Aniline is an organic molecule with the chemical formula C6H5NH2 that consists of a phenyl group connected to an amino group. Because it is an electron-donating type group, the functional group (NH₂) in aniline is particularly active in electrophilic substitution reactions. Furthermore, aniline has an excess of negative charge or electron in the ortho and para positions of a benzene ring than in the meta position; thus, the o and p locations are directed towards the electrophilic substitution process of an aniline. Aniline can execute the following electrophilic substitution reactions:

• Halogenation Reaction: The process of replacing a hydrogen atom with a halogen atom such as fluorine, chlorine, bromine, or iodine in the presence of a Lewis acid such as anhydrous aluminum chloride, ferric chloride, or ferric bromide is known as benzene halogenation.
  Eg- Chlorination, and bromination 

• Nitration: Nitration refers to reactions in which the hydrogen atom in the benzene ring is replaced by the nitro group. Nitration is done by heating benzene to around 330 K and adding a nitrating mixture of concentrated HNO₃ and concentrated H₂SO₄ to it.
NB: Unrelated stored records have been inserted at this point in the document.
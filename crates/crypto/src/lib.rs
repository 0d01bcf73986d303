// Path: crates/crypto/src/lib.rs

//! Cryptographic implementations for the gitmesh node.
//!
//! Thin wrappers around `dcrypt` primitives behind the `gitmesh-api` crypto
//! traits: Ed25519 for transaction and push-note signatures, BLS12-381 for
//! endorsement signatures and their quorum aggregation.

/// Signature algorithm implementations.
pub mod sign;
// Path: crates/types/src/events.rs

//! Node-internal events broadcast on the shared event bus.
//!
//! The mempool publishes transaction lifecycle events; the remote server
//! subscribes to evict push notes whose push transaction left the pool.

use crate::identity::{Hash32, TxHash};
use serde::{Deserialize, Serialize};

/// Observable state changes inside the node.
#[derive(Clone, Debug, Serialize, Deserialize)]
pub enum NodeEvent {
    /// A transaction passed admission and entered the pool or the nonce-gap
    /// cache.
    TxAdded {
        /// The canonical transaction hash.
        hash: TxHash,
    },
    /// A transaction was rejected during admission.
    TxRejected {
        /// The canonical transaction hash.
        hash: TxHash,
        /// The stable error code of the rejection.
        code: String,
        /// Human-readable rejection reason.
        reason: String,
        /// The embedded push note id, if this was a push transaction.
        note_id: Option<Hash32>,
    },
    /// A transaction was included in a committed block with a success
    /// response code.
    TxCommitted {
        /// The canonical transaction hash.
        hash: TxHash,
        /// The committing block height.
        height: u64,
        /// The embedded push note id, if this was a push transaction.
        note_id: Option<Hash32>,
    },
    /// A transaction left the pool at block commit, regardless of its
    /// response code.
    TxRemoved {
        /// The canonical transaction hash.
        hash: TxHash,
        /// The committing block height.
        height: u64,
        /// The embedded push note id, if this was a push transaction.
        note_id: Option<Hash32>,
    },
    /// A push note was admitted to the push pool after a successful dry run.
    PushNoteAdded {
        /// The note id.
        id: Hash32,
    },
    /// A push note left the push pool.
    PushNoteEvicted {
        /// The note id.
        id: Hash32,
    },
    /// An endorsement was registered for a pending push note.
    EndorsementAdded {
        /// The endorsement id.
        id: Hash32,
        /// The endorsed note id.
        note_id: Hash32,
    },
}
// Path: crates/types/src/codec.rs

//! The canonical, deterministic binary codec for all consensus-critical data.
//!
//! Transactions, push notes, and endorsements are hashed, signed, and
//! gossiped as SCALE bytes produced here; the leading enum index byte of a
//! [`crate::tx::Transaction`] is its on-wire type code, pinned with explicit
//! `#[codec(index = N)]` attributes. Higher layers must never re-serialize
//! these structures with anything else, or identities and signatures stop
//! lining up across peers.

use crate::error::CoreError;
use crate::identity::{sha256, Hash32};
use parity_scale_codec::{Decode, DecodeAll, Encode};

/// Encodes a value into its canonical byte representation.
///
/// SCALE encoding is total, so this cannot fail; the canonical form of a
/// value is unique.
pub fn to_bytes_canonical<T: Encode>(v: &T) -> Vec<u8> {
    v.encode()
}

/// Decodes a value from its canonical byte representation.
///
/// Trailing bytes are an error: a malleable encoding of a note or
/// transaction would fork its identity between peers.
pub fn from_bytes_canonical<T: Decode>(b: &[u8]) -> Result<T, String> {
    T::decode_all(&mut &*b).map_err(|e| format!("canonical decode failed: {}", e))
}

/// The canonical digest of a value: SHA-256 over its canonical encoding.
///
/// Every identity in the system (transaction hashes, note ids, endorsement
/// ids) is computed through this single path.
pub fn sha256_canonical<T: Encode>(v: &T) -> Result<Hash32, CoreError> {
    sha256(&to_bytes_canonical(v))
}

#[cfg(test)]
mod tests {
    use super::*;
    use crate::push::PushedReference;
    use crate::tx::TokenAmount;

    fn reference() -> PushedReference {
        PushedReference {
            name: "refs/heads/master".to_string(),
            old_hash: "0".repeat(40),
            new_hash: "a".repeat(40),
            nonce: 3,
            fee: TokenAmount::from("0.25"),
            value: TokenAmount::zero(),
            merge_proposal_id: "12".to_string(),
            objects: vec!["b".repeat(40)],
            push_sig: vec![7; 64],
        }
    }

    #[test]
    fn pushed_reference_round_trips() {
        let original = reference();
        let encoded = to_bytes_canonical(&original);
        assert!(!encoded.is_empty());
        let decoded = from_bytes_canonical::<PushedReference>(&encoded).unwrap();
        assert_eq!(original, decoded);
    }

    #[test]
    fn truncation_and_trailing_bytes_are_rejected() {
        let mut truncated = to_bytes_canonical(&reference());
        truncated.pop();
        assert!(from_bytes_canonical::<PushedReference>(&truncated).is_err());

        let mut padded = to_bytes_canonical(&reference());
        padded.push(0xFF);
        assert!(from_bytes_canonical::<PushedReference>(&padded).is_err());
    }

    #[test]
    fn canonical_digest_is_stable_and_content_sensitive() {
        let a = reference();
        let mut b = a.clone();
        assert_eq!(sha256_canonical(&a).unwrap(), sha256_canonical(&b).unwrap());

        b.new_hash = "c".repeat(40);
        assert_ne!(sha256_canonical(&a).unwrap(), sha256_canonical(&b).unwrap());
    }
}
• Friedel-Crafts alkylation Reaction: Friedal-crafts alkylation reactions occur when the hydrogen atom in the benzene ring is replaced by an alkyl group in the presence of anhydrous aluminum chloride. Eg-In the presence of anhydrous aluminum chloride, benzene combines with ethyl chloride to create ethylbenzene.

• Sulphonation Reaction: Sulphonation occurs when the hydrogen atom in a benzene ring is replaced by the sulphonic acid (-SO₃H) group. Heat Benzene with fuming sulphuric acid or oleum to initiate the sulphonation reaction. Treatment of benzene with chloro sulphonic acid can also be used to sulphonate it.

Benzene interacts with hydrogen at 473 to 573 K under pressure in the presence of a catalyst such as nickel or platinum to create cyclohexane.

Points to Remember:

• Unique Electrophile: H⁺ is an exceptional electrophile since it lacks electrons and can only accept them.
• Water as Both Electrophile and Nucleophile: Water (H₂O) exhibits electrophilic and nucleophilic properties due to the oxygen atom's high electronegativity, possessing two lone pairs and a partial negative charge (d-), while the hydrogen atoms carry a partial positive charge (d+).
• Electrophilic Substitution Reactions: Electrophilic substitution reactions involve the replacement of a functional group in a compound, often a hydrogen atom, with an electrophile.
• Amines and Substitution: Amines are organic compounds derived from ammonia (NH₃), where one or more hydrogen atoms are replaced by alkyl, cycloalkyl, or aromatic groups, forming bonds with the nitrogen atom.
• Aniline Structure and Electrophilic Substitution: Aniline (C₆H₅NH₂) is an organic molecule consisting of a phenyl group connected to an amino group. The ortho and para positions on the benzene ring of aniline contain an excess of negative charge or electron density compared to the meta position. Consequently, these ortho and para positions are more susceptible to undergoing electrophilic substitution reactions.